キサントクロミーが起きる理由は、くも膜下腔に流れ出た赤血球が髄液の中で壊れ、その成分が色素に変化するからです。
具体的には、以下のようなメカニズムで発生します。
- 出血と溶血: 動脈瘤が破裂すると、赤血球がくも膜下腔全体に急速に広がります。これらの赤血球は数日から数週間にわたって髄液中にとどまり、徐々に溶血していきます。
- ヘモグロビンの放出: 赤血球が壊れると、その中からヘモグロビンが髄液中に放出されます。
- 色素への代謝: 放出されたヘモグロビンは代謝され、色素を持った別の分子へと変化していきます。
- オキシヘモグロビン(赤みがかったピンク色): 出血から数時間以内に検出されるようになります。
- ビリルビン(黄色): オキシヘモグロビンが酵素の働きによって分解されると、黄色のビリルビンになります。

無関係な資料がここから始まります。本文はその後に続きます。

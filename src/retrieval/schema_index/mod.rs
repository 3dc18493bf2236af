
use lancedb::DistanceType;
use serde::{Deserialize, Serialize};
use std::fmt;
use std::path::{Path, PathBuf};
use std::sync::Arc;
use tracing::{debug, info, warn};

use crate::config::EmbeddingProfile;
use crate::database::{VectorRecord, VectorStore};
use crate::embeddings::{Embedder, EmbeddingCache};
use crate::schema::{DocumentType, RetrievableDocument, SchemaDescription, build_documents};
use crate::{RagError, Result};

const DOCUMENTS_TABLE: &str = "schema_documents";

/// Lifecycle of the schema index
#[derive(Debug, Clone, Copy, PartialEq, Eq)]
pub enum IndexState {
    Uninitialized,
    LoadedFromDisk,
    BuiltFresh,
    Ready,
    Rebuilding,
}

impl fmt::Display for IndexState {
    #[inline]
    fn fmt(&self, f: &mut fmt::Formatter<'_>) -> fmt::Result {
        f.write_str(match self {
            Self::Uninitialized => "uninitialized",
            Self::LoadedFromDisk => "loaded from disk",
            Self::BuiltFresh => "built fresh",
            Self::Ready => "ready",
            Self::Rebuilding => "rebuilding",
        })
    }
}

#[derive(Debug, Clone, PartialEq, Eq)]
pub struct SchemaIndexStats {
    pub documents: usize,
    pub dimension: usize,
    pub state: IndexState,
    /// How the current index came to exist: loaded or freshly built
    pub origin: Option<IndexState>,
}

/// Per-record metadata stored next to each schema document vector
#[derive(Debug, Serialize, Deserialize)]
struct DocumentMetadata {
    doc_type: DocumentType,
    table: Option<String>,
    column: Option<String>,
}

/// Owns the persisted similarity index over schema documents.
///
/// `init` loads the index from disk or builds it, `rebuild` replaces it by
/// building into a staging directory and swapping it into place.
pub struct VectorIndexManager {
    path: PathBuf,
    schema: Arc<SchemaDescription>,
    embedder: Arc<dyn Embedder>,
    cache: Arc<EmbeddingCache>,
    profile: EmbeddingProfile,
    store: Option<VectorStore>,
    state: IndexState,
    origin: Option<IndexState>,
}

impl VectorIndexManager {
    #[inline]
    pub fn new(
        path: impl Into<PathBuf>,
        schema: Arc<SchemaDescription>,
        embedder: Arc<dyn Embedder>,
        cache: Arc<EmbeddingCache>,
        profile: EmbeddingProfile,
    ) -> Self {
        Self {
            path: path.into(),
            schema,
            embedder,
            cache,
            profile,
            store: None,
            state: IndexState::Uninitialized,
            origin: None,
        }
    }

    #[inline]
    pub fn state(&self) -> IndexState {
        self.state
    }

    #[inline]
    pub fn path(&self) -> &Path {
        &self.path
    }

    /// Load the persisted index, or build and persist a fresh one
    #[inline]
    pub async fn init(&mut self) -> Result<()> {
        if self.state == IndexState::Ready {
            return Ok(());
        }

        if let Some(store) = self.load_existing().await? {
            self.store = Some(store);
            self.transition(IndexState::LoadedFromDisk);
        } else {
            info!("No usable schema index at {}, building", self.path.display());
            self.build_and_swap().await?;
            self.transition(IndexState::BuiltFresh);
        }

        self.origin = Some(self.state);
        self.transition(IndexState::Ready);
        Ok(())
    }

    /// Replace the persisted index with one built from the current schema.
    ///
    /// The new index is written to a staging directory first; a failed build
    /// leaves the previous index untouched.
    #[inline]
    pub async fn rebuild(&mut self) -> Result<()> {
        let previous = self.state;
        self.transition(IndexState::Rebuilding);

        match self.build_and_swap().await {
            Ok(()) => {
                self.origin = Some(IndexState::BuiltFresh);
                self.transition(IndexState::Ready);
                Ok(())
            }
            Err(e) => {
                warn!("Schema index rebuild failed: {}", e);
                self.transition(previous);
                Err(e)
            }
        }
    }

    /// Embed the question through the embedding cache
    #[inline]
    pub async fn embed_query(&self, question: &str) -> Result<Vec<f32>> {
        self.cache
            .get_or_compute(question, &self.embedder, &self.profile)
            .await
            .map_err(|e| RagError::Embedding(e.to_string()))
    }

    /// Top-`k` documents for `question`, re-ranked by document type
    #[inline]
    pub async fn retrieve(&self, question: &str, k: usize) -> Result<Vec<RetrievableDocument>> {
        let vector = self.embed_query(question).await?;
        self.retrieve_by_vector(&vector, k).await
    }

    /// Same as [`Self::retrieve`] for an already embedded question
    #[inline]
    pub async fn retrieve_by_vector(
        &self,
        vector: &[f32],
        k: usize,
    ) -> Result<Vec<RetrievableDocument>> {
        let store = self.ready_store()?;

        let hits = store
            .search(DOCUMENTS_TABLE, vector, k, DistanceType::Cosine)
            .await?;

        let mut documents = hits
            .into_iter()
            .map(|hit| to_document(hit.record))
            .collect::<Result<Vec<_>>>()?;
        rerank_by_priority(&mut documents);

        debug!("Retrieved {} schema documents", documents.len());
        Ok(documents)
    }

    #[inline]
    pub async fn stats(&self) -> Result<SchemaIndexStats> {
        let (documents, dimension) = match &self.store {
            Some(store) if store.has_table(DOCUMENTS_TABLE).await? => (
                store.count(DOCUMENTS_TABLE).await?,
                store.vector_dimension(DOCUMENTS_TABLE).await?,
            ),
            _ => (0, 0),
        };

        Ok(SchemaIndexStats {
            documents,
            dimension,
            state: self.state,
            origin: self.origin,
        })
    }

    fn transition(&mut self, next: IndexState) {
        debug!("Schema index: {} -> {}", self.state, next);
        self.state = next;
    }

    fn ready_store(&self) -> Result<&VectorStore> {
        match (&self.store, self.state) {
            (Some(store), IndexState::Ready) => Ok(store),
            (_, state) => Err(RagError::Database(format!(
                "Schema index is not ready (state: {})",
                state
            ))),
        }
    }

    /// Open the persisted index if it exists and matches the provider's dimension
    async fn load_existing(&self) -> Result<Option<VectorStore>> {
        if !self.path.exists() {
            return Ok(None);
        }

        let store = VectorStore::open(&self.path).await?;
        if !store.has_table(DOCUMENTS_TABLE).await? {
            return Ok(None);
        }

        let stored = store.vector_dimension(DOCUMENTS_TABLE).await?;
        let expected = self.embedder.dimension();
        if stored != expected {
            warn!(
                "Persisted schema index has dimension {} but the provider returns {}; rebuilding",
                stored, expected
            );
            return Ok(None);
        }

        info!(
            "Loaded schema index with {} documents",
            store.count(DOCUMENTS_TABLE).await?
        );
        Ok(Some(store))
    }

    async fn build_and_swap(&mut self) -> Result<()> {
        let staging = sibling_path(&self.path, "staging");
        let retired = sibling_path(&self.path, "old");
        remove_dir_if_exists(&staging)?;
        remove_dir_if_exists(&retired)?;

        {
            let staged = VectorStore::open(&staging).await?;
            if let Err(e) = self.populate(&staged).await {
                drop(staged);
                remove_dir_if_exists(&staging)?;
                return Err(e);
            }
        }

        self.store = None;
        if self.path.exists() {
            std::fs::rename(&self.path, &retired)?;
        }
        std::fs::rename(&staging, &self.path)?;
        remove_dir_if_exists(&retired)?;

        self.store = Some(VectorStore::open(&self.path).await?);
        info!("Schema index rebuilt at {}", self.path.display());
        Ok(())
    }

    /// Embed every schema document and write the documents table.
    ///
    /// Any document that cannot be embedded fails the build.
    async fn populate(&self, store: &VectorStore) -> Result<()> {
        let documents = build_documents(&self.schema);
        let texts: Vec<String> = documents.iter().map(|d| d.content.clone()).collect();

        let vectors = self
            .cache
            .get_or_compute_many(&texts, &self.embedder, &self.profile)
            .await;

        let failed = vectors.iter().filter(|v| v.is_none()).count();
        if failed > 0 {
            return Err(RagError::Embedding(format!(
                "Failed to embed {} of {} schema documents; refusing to build a partial index",
                failed,
                documents.len()
            )));
        }

        let dimension = self.embedder.dimension();
        let mut records = Vec::with_capacity(documents.len());
        for (position, (document, vector)) in documents.into_iter().zip(vectors).enumerate() {
            let Some(vector) = vector else { continue };
            if vector.len() != dimension {
                return Err(RagError::DimensionMismatch {
                    expected: dimension,
                    actual: vector.len(),
                });
            }

            let metadata = serde_json::to_string(&DocumentMetadata {
                doc_type: document.doc_type,
                table: document.table,
                column: document.column,
            })
            .map_err(anyhow::Error::from)?;

            records.push(VectorRecord {
                vector,
                content: document.content,
                metadata,
                position: u32::try_from(position).unwrap_or(u32::MAX),
            });
        }

        store.create_table(DOCUMENTS_TABLE, dimension).await?;
        store.insert(DOCUMENTS_TABLE, &records).await?;
        info!("Indexed {} schema documents", records.len());
        Ok(())
    }
}

/// Stable sort by document type priority; equal priorities keep similarity order
#[inline]
pub fn rerank_by_priority(documents: &mut [RetrievableDocument]) {
    documents.sort_by_key(RetrievableDocument::priority);
}

/// Render retrieved documents as the prompt's context block
#[inline]
pub fn render_context(documents: &[RetrievableDocument]) -> String {
    documents
        .iter()
        .map(RetrievableDocument::render)
        .collect::<Vec<_>>()
        .join("\n\n")
}

fn to_document(record: VectorRecord) -> Result<RetrievableDocument> {
    let metadata: DocumentMetadata = record
        .metadata_as()
        .map_err(|e| RagError::Database(format!("Corrupt schema document metadata: {}", e)))?;

    Ok(RetrievableDocument {
        doc_type: metadata.doc_type,
        content: record.content,
        table: metadata.table,
        column: metadata.column,
    })
}

fn sibling_path(path: &Path, suffix: &str) -> PathBuf {
    let mut name = path.file_name().unwrap_or_default().to_os_string();
    name.push(format!(".{suffix}"));
    path.with_file_name(name)
}

fn remove_dir_if_exists(path: &Path) -> Result<()> {
    if path.exists() {
        std::fs::remove_dir_all(path)?;
    }
    Ok(())
}
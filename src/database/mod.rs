// Database module
// PostgreSQL as the relational source of truth, LanceDB for persisted vectors

pub mod lancedb;
pub mod postgres;

use async_trait::async_trait;
use thiserror::Error;

use crate::config::TextSearchTarget;

pub use lancedb::{SearchHit, VectorRecord, VectorStore};
pub use postgres::PostgresStore;

/// The database rejected a statement; the message is fed back to the model
#[derive(Error, Debug, Clone, PartialEq, Eq)]
#[error("{0}")]
pub struct ExecutionError(pub String);

/// Runs validated read-only statements
#[async_trait]
pub trait SqlExecutor: Send + Sync {
    /// Execute `sql` and return its rows as a JSON array
    async fn execute(&self, sql: &str) -> Result<String, ExecutionError>;
}

/// One non-empty free-text value and the physical row it came from
#[derive(Debug, Clone, PartialEq, Eq)]
pub struct TextRow {
    pub text: String,
    /// Stable physical-row token (PostgreSQL `ctid`)
    pub row_token: String,
}

/// Supplies the raw free-text values indexed by the text-column index
#[async_trait]
pub trait TextSource: Send + Sync {
    /// Every text column of the public schema
    async fn text_columns(&self) -> crate::Result<Vec<TextSearchTarget>>;

    /// Non-null, non-blank values of one column in physical row order
    async fn fetch_texts(&self, target: &TextSearchTarget) -> crate::Result<Vec<TextRow>>;
}
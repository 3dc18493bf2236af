
use indicatif::{ProgressBar, ProgressStyle};
use lancedb::DistanceType;
use serde::{Deserialize, Serialize};
use std::path::Path;
use std::sync::Arc;
use thiserror::Error;
use tracing::{debug, info, warn};

use super::l2_normalize;
use crate::config::{EmbeddingProfile, TextSearchTarget};
use crate::database::{TextSource, VectorRecord, VectorStore};
use crate::embeddings::{Embedder, EmbeddingCache, embed_many};
use crate::{RagError, Result};

#[derive(Error, Debug)]
pub enum TextIndexError {
    /// No sub-index has been built for this pair; distinct from a search with no matches
    #[error("Index not found for {table}.{column}")]
    IndexNotFound { table: String, column: String },

    #[error(transparent)]
    Failed(#[from] RagError),
}

impl From<TextIndexError> for RagError {
    #[inline]
    fn from(error: TextIndexError) -> Self {
        match error {
            TextIndexError::IndexNotFound { table, column } => {
                Self::IndexNotFound { table, column }
            }
            TextIndexError::Failed(inner) => inner,
        }
    }
}

/// One search hit from a column's free-text values
#[derive(Debug, Clone, PartialEq, Serialize)]
pub struct TextMatch {
    pub text: String,
    /// Physical row token of the source row
    pub row_token: String,
    /// Insertion order within the sub-index
    pub index: u32,
    /// Cosine similarity in [-1, 1]
    pub similarity: f32,
    /// `1 - similarity`
    pub distance: f32,
    /// 1-based
    pub rank: usize,
}

#[derive(Debug, Clone, PartialEq, Eq, Serialize)]
pub struct ColumnStats {
    pub table: String,
    pub column: String,
    pub vectors: usize,
    pub dimension: usize,
    pub metadata: usize,
}

#[derive(Debug, Serialize, Deserialize)]
struct RowMetadata {
    row: String,
    index: u32,
}

/// Per-(table, column) vector indexes over live free-text values.
///
/// Each pair is one LanceDB table named `{table}__{column}` holding
/// L2-normalized vectors, so cosine and inner-product rankings agree.
pub struct TextColumnIndex {
    store: VectorStore,
    source: Arc<dyn TextSource>,
    embedder: Arc<dyn Embedder>,
    cache: Arc<EmbeddingCache>,
    query_profile: EmbeddingProfile,
}

impl TextColumnIndex {
    #[inline]
    pub async fn open(
        path: &Path,
        source: Arc<dyn TextSource>,
        embedder: Arc<dyn Embedder>,
        cache: Arc<EmbeddingCache>,
        query_profile: EmbeddingProfile,
    ) -> Result<Self> {
        Ok(Self {
            store: VectorStore::open(path).await?,
            source,
            embedder,
            cache,
            query_profile,
        })
    }

    /// Build a sub-index for every text column the source exposes.
    ///
    /// Existing sub-indexes are kept unless `force` is set. Returns the pairs
    /// that were built; a pair that fails is logged and skipped.
    #[inline]
    pub async fn build_all(
        &self,
        profile: &EmbeddingProfile,
        force: bool,
    ) -> Result<Vec<(TextSearchTarget, usize)>> {
        let targets = self.source.text_columns().await?;
        info!("Found {} text columns to index", targets.len());

        let mut built = Vec::new();
        for target in targets {
            if !force && self.has_index(&target).await? {
                debug!("Text index for {} already exists, skipping", target);
                continue;
            }

            match self.build_column(&target, profile).await {
                Ok(count) => built.push((target, count)),
                Err(e) => warn!("Failed to index {}: {}", target, e),
            }
        }

        Ok(built)
    }

    /// (Re)build the sub-index of one column, returning the number of stored vectors.
    ///
    /// Rows are read in physical order and embedded batch by batch. A row whose
    /// embedding fails is skipped. The table is replaced only once every batch is done.
    #[inline]
    pub async fn build_column(
        &self,
        target: &TextSearchTarget,
        profile: &EmbeddingProfile,
    ) -> Result<usize> {
        let rows = self.source.fetch_texts(target).await?;
        info!("Indexing {} values from {}", rows.len(), target);

        let bar = progress_bar(rows.len(), target);
        let mut records = Vec::with_capacity(rows.len());
        let mut skipped = 0_usize;

        for batch in rows.chunks(profile.batch_size.max(1)) {
            let texts: Vec<String> = batch.iter().map(|row| row.text.clone()).collect();
            let vectors = embed_many(Arc::clone(&self.embedder), &texts, profile).await;

            for (row, vector) in batch.iter().zip(vectors) {
                let Some(vector) = vector else {
                    skipped += 1;
                    warn!("Skipping row {} of {}: embedding failed", row.row_token, target);
                    continue;
                };

                let index = u32::try_from(records.len()).unwrap_or(u32::MAX);
                let metadata = serde_json::to_string(&RowMetadata {
                    row: row.row_token.clone(),
                    index,
                })
                .map_err(anyhow::Error::from)?;

                records.push(VectorRecord {
                    vector: l2_normalize(vector),
                    content: row.text.clone(),
                    metadata,
                    position: index,
                });
            }

            bar.inc(batch.len() as u64);
        }
        bar.finish_and_clear();

        let name = table_name(target);
        self.store
            .create_table(&name, self.embedder.dimension())
            .await?;
        self.store.insert(&name, &records).await?;

        info!(
            "Indexed {} values from {} ({} skipped)",
            records.len(),
            target,
            skipped
        );
        Ok(records.len())
    }

    #[inline]
    pub async fn has_index(&self, target: &TextSearchTarget) -> Result<bool> {
        self.store.has_table(&table_name(target)).await
    }

    /// Top-`k` values of `target` closest to `query`.
    ///
    /// Fails with [`TextIndexError::IndexNotFound`] when the pair was never built.
    #[inline]
    pub async fn search(
        &self,
        query: &str,
        target: &TextSearchTarget,
        k: usize,
    ) -> std::result::Result<Vec<TextMatch>, TextIndexError> {
        let name = table_name(target);
        if !self.store.has_table(&name).await? {
            return Err(TextIndexError::IndexNotFound {
                table: target.table.clone(),
                column: target.column.clone(),
            });
        }

        let expected = self.store.vector_dimension(&name).await?;
        let query_vector = self
            .cache
            .get_or_compute(query, &self.embedder, &self.query_profile)
            .await
            .map_err(|e| RagError::Embedding(e.to_string()))?;
        if query_vector.len() != expected {
            return Err(RagError::DimensionMismatch {
                expected,
                actual: query_vector.len(),
            }
            .into());
        }
        let query_vector = l2_normalize(query_vector);

        let hits = self
            .store
            .search(&name, &query_vector, k, DistanceType::Cosine)
            .await?;

        let mut matches = Vec::with_capacity(hits.len());
        for hit in hits {
            let metadata: RowMetadata = hit.record.metadata_as().map_err(|e| {
                RagError::Database(format!("Corrupt metadata in {}: {}", name, e))
            })?;
            let similarity = dot(&hit.record.vector, &query_vector).clamp(-1.0, 1.0);

            matches.push(TextMatch {
                text: hit.record.content,
                row_token: metadata.row,
                index: metadata.index,
                similarity,
                distance: 1.0 - similarity,
                rank: 0,
            });
        }

        matches.sort_by(|a, b| b.similarity.total_cmp(&a.similarity));
        for (rank, hit) in matches.iter_mut().enumerate() {
            hit.rank = rank + 1;
        }

        debug!("Text search on {} returned {} matches", target, matches.len());
        Ok(matches)
    }

    /// Pairs that currently have a sub-index
    #[inline]
    pub async fn indexed_targets(&self) -> Result<Vec<TextSearchTarget>> {
        let mut targets: Vec<TextSearchTarget> = self
            .store
            .table_names()
            .await?
            .iter()
            .filter_map(|name| parse_table_name(name))
            .collect();
        targets.sort();
        Ok(targets)
    }

    #[inline]
    pub async fn stats(&self) -> Result<Vec<ColumnStats>> {
        let mut stats = Vec::new();

        for target in self.indexed_targets().await? {
            let name = table_name(&target);
            let records = self.store.scan(&name).await?;
            let metadata = records
                .iter()
                .filter(|r| r.metadata_as::<RowMetadata>().is_ok())
                .count();

            stats.push(ColumnStats {
                vectors: records.len(),
                dimension: self.store.vector_dimension(&name).await?,
                metadata,
                table: target.table,
                column: target.column,
            });
        }

        Ok(stats)
    }

    /// Drop every sub-index
    #[inline]
    pub async fn clear(&self) -> Result<()> {
        for target in self.indexed_targets().await? {
            self.store.drop_table(&table_name(&target)).await?;
        }
        Ok(())
    }
}

/// `{table length}_{table}_{column}`; the length prefix keeps names containing
/// underscores unambiguous, and identifiers never start with a digit
fn table_name(target: &TextSearchTarget) -> String {
    format!("{}_{}_{}", target.table.len(), target.table, target.column)
}

fn parse_table_name(name: &str) -> Option<TextSearchTarget> {
    let (length, rest) = name.split_once('_')?;
    if length.is_empty() || !length.bytes().all(|b| b.is_ascii_digit()) {
        return None;
    }
    let length: usize = length.parse().ok()?;
    let table = rest.get(..length)?;
    let column = rest.get(length..)?.strip_prefix('_')?;
    (!table.is_empty() && !column.is_empty()).then(|| TextSearchTarget::new(table, column))
}

fn dot(a: &[f32], b: &[f32]) -> f32 {
    a.iter().zip(b).map(|(x, y)| x * y).sum()
}

fn progress_bar(total: usize, target: &TextSearchTarget) -> ProgressBar {
    if console::user_attended_stderr() {
        let bar = ProgressBar::new(total as u64).with_style(
            ProgressStyle::with_template("{bar:40} {pos}/{len} Indexing {msg}")
                .unwrap_or_else(|_| ProgressStyle::default_bar()),
        );
        bar.set_message(target.to_string());
        bar
    } else {
        ProgressBar::hidden()
    }
}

このように、赤血球から放出されたヘモグロビンが「オキシヘモグロビン」や「ビリルビン」といった色素に分解・代謝されることで、キサントクロミーが引き起こされます。
救急外来におけるくも膜下出血の急性期対応
「いかに再破裂を防ぐか」が最大の目標となります。
死亡率と再破裂率
- 30日後までの死亡率: 45%と報告されています。
- 24時間以内の再破裂率: 9〜17%(4〜14%とする報告もあります)。
- 再破裂患者の死亡率: 再破裂を起こした70%は死亡すると報告されています
疼痛コントロールと鎮静
激しい痛みや不安・興奮は血圧上昇を招き、再破裂のリスクを高めるため、積極的な介入が必要です。
- 鎮痛:フェンタニル
- 鎮静:プロポフォールやミダゾラム、また鎮痛・鎮静作用のあるデクスメデトミジンの持続投与を行います。
- 安静:
- 環境の調整: 患者の不安を取り除くため、可能な限り部屋を少し暗くし、静かな環境を保ちます。
- 刺激を少なくする: CT検査で確定診断がついた際、「急がなければ!」と慌ててストレッチャーで振動などの刺激を与えてしまうのは悪手です。物理的な刺激を加えることで院内で再破裂を起こす恐れがあるため、なるべく刺激を与えずに救急室に戻すよう細心の注意を払います。
血圧コントロール
- 降圧目標: 収縮期血圧を160 mmHg未満、または平均動脈圧(MAP)を110 mmHg未満にコントロールすることが日本のガイドライン等で推奨されています。しかし、再破裂例の多くがSBP 120〜140 mmHgで発生しているというデータから、それ以下(120〜140 mmHg未満)を目標に降圧することが妥当とする見解もあります。
- 使用薬剤: ニカルジピンなどのカルシウム拮抗薬の持続投与が一般的です。
ニカルジピン(ペルジピン®)1~2 mg を iv 後,2 mg/hrで開始します。
静脈炎が起きやすいので生食で希釈します。また配合変化あり基本単独ルートで投与します。
- 注意点: くも膜下出血の重症例では頭蓋内圧が亢進しています。この状態で急激かつ過度な降圧を行うと、脳灌流圧が低下し、致命的な脳虚血を引き起こす危険があるため、神経学的所見やバイタルを厳密に観察しながらコントロールをします。